* _Problem to solve_: Look through the data below and extract, unchanged, the lines from the one that contains "for MedScribe APIs." to the one that contains "or the first", both included.

Dataset excerpts section start

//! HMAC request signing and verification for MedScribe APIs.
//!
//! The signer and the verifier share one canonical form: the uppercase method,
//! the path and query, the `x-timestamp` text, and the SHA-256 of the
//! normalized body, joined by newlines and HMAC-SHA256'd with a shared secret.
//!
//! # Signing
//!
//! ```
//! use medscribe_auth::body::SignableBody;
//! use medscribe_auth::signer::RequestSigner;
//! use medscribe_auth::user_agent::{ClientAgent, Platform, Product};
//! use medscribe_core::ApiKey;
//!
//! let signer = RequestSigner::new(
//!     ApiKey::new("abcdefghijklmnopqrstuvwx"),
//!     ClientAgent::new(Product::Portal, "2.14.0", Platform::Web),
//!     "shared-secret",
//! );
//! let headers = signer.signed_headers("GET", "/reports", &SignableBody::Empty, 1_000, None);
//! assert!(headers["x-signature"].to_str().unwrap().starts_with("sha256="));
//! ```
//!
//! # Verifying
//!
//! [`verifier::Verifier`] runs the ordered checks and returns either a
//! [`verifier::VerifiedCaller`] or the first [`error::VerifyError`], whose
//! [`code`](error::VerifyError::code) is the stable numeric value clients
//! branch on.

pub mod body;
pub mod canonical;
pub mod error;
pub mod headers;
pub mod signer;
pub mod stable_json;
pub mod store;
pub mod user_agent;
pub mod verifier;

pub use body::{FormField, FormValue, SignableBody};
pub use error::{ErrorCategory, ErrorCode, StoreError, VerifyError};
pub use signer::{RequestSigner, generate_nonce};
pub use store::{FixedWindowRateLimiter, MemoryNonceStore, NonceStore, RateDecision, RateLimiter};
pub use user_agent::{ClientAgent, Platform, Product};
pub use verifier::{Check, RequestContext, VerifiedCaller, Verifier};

Dataset excerpts section end
Dataset excerpts section start

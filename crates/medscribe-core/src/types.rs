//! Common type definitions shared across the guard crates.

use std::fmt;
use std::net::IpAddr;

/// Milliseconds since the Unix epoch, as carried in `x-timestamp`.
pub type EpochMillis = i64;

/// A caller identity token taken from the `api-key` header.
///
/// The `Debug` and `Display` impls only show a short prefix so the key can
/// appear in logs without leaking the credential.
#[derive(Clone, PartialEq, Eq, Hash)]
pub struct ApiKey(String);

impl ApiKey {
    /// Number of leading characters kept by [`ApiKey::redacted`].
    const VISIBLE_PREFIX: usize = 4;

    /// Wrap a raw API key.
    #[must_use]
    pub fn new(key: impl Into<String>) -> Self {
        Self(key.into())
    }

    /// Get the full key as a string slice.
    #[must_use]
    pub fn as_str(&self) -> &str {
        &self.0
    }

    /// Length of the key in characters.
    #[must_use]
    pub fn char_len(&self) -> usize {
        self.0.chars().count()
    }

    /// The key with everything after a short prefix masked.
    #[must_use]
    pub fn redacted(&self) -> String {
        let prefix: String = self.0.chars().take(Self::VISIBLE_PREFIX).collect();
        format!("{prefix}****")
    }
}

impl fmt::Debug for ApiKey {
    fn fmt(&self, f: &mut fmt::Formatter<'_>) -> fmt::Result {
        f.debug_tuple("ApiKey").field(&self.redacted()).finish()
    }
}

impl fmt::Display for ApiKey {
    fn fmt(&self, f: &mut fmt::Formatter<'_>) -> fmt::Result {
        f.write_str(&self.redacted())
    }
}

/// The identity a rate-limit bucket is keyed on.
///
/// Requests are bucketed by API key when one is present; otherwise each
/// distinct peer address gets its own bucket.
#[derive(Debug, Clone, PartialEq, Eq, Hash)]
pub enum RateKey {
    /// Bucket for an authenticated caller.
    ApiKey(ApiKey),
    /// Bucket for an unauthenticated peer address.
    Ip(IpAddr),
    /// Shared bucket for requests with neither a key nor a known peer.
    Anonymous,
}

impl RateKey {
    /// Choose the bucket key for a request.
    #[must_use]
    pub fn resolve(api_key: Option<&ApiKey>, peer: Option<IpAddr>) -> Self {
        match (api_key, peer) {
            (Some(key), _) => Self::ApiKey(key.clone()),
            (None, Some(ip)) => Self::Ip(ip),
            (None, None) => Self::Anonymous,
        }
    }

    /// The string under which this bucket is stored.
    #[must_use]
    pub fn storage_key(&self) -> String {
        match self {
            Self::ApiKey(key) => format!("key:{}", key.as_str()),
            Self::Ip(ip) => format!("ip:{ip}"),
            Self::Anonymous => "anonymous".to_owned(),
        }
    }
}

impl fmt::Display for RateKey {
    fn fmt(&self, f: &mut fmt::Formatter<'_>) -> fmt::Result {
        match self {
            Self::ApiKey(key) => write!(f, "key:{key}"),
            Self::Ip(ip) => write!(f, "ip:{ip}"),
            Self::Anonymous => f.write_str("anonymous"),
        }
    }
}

Dataset excerpts section end

* _Written solution_:
//! HMAC request signing and verification for MedScribe APIs.
//!
//! The signer and the verifier share one canonical form: the uppercase method,
//! the path and query, the `x-timestamp` text, and the SHA-256 of the
//! normalized body, joined by newlines and HMAC-SHA256'd with a shared secret.
//!
//! # Signing
//!
//! ```
//! use medscribe_auth::body::SignableBody;
//! use medscribe_auth::signer::RequestSigner;
//! use medscribe_auth::user_agent::{ClientAgent, Platform, Product};
//! use medscribe_core::ApiKey;
//!
//! let signer = RequestSigner::new(
//!     ApiKey::new("abcdefghijklmnopqrstuvwx"),
//!     ClientAgent::new(Product::Portal, "2.14.0", Platform::Web),
//!     "shared-secret",
//! );
//! let headers = signer.signed_headers("GET", "/reports", &SignableBody::Empty, 1_000, None);
//! assert!(headers["x-signature"].to_str().unwrap().starts_with("sha256="));
//! ```
//!
//! # Verifying
//!
//! [`verifier::Verifier`] runs the ordered checks and returns either a
//! [`verifier::VerifiedCaller`] or the first [`error::VerifyError`], whose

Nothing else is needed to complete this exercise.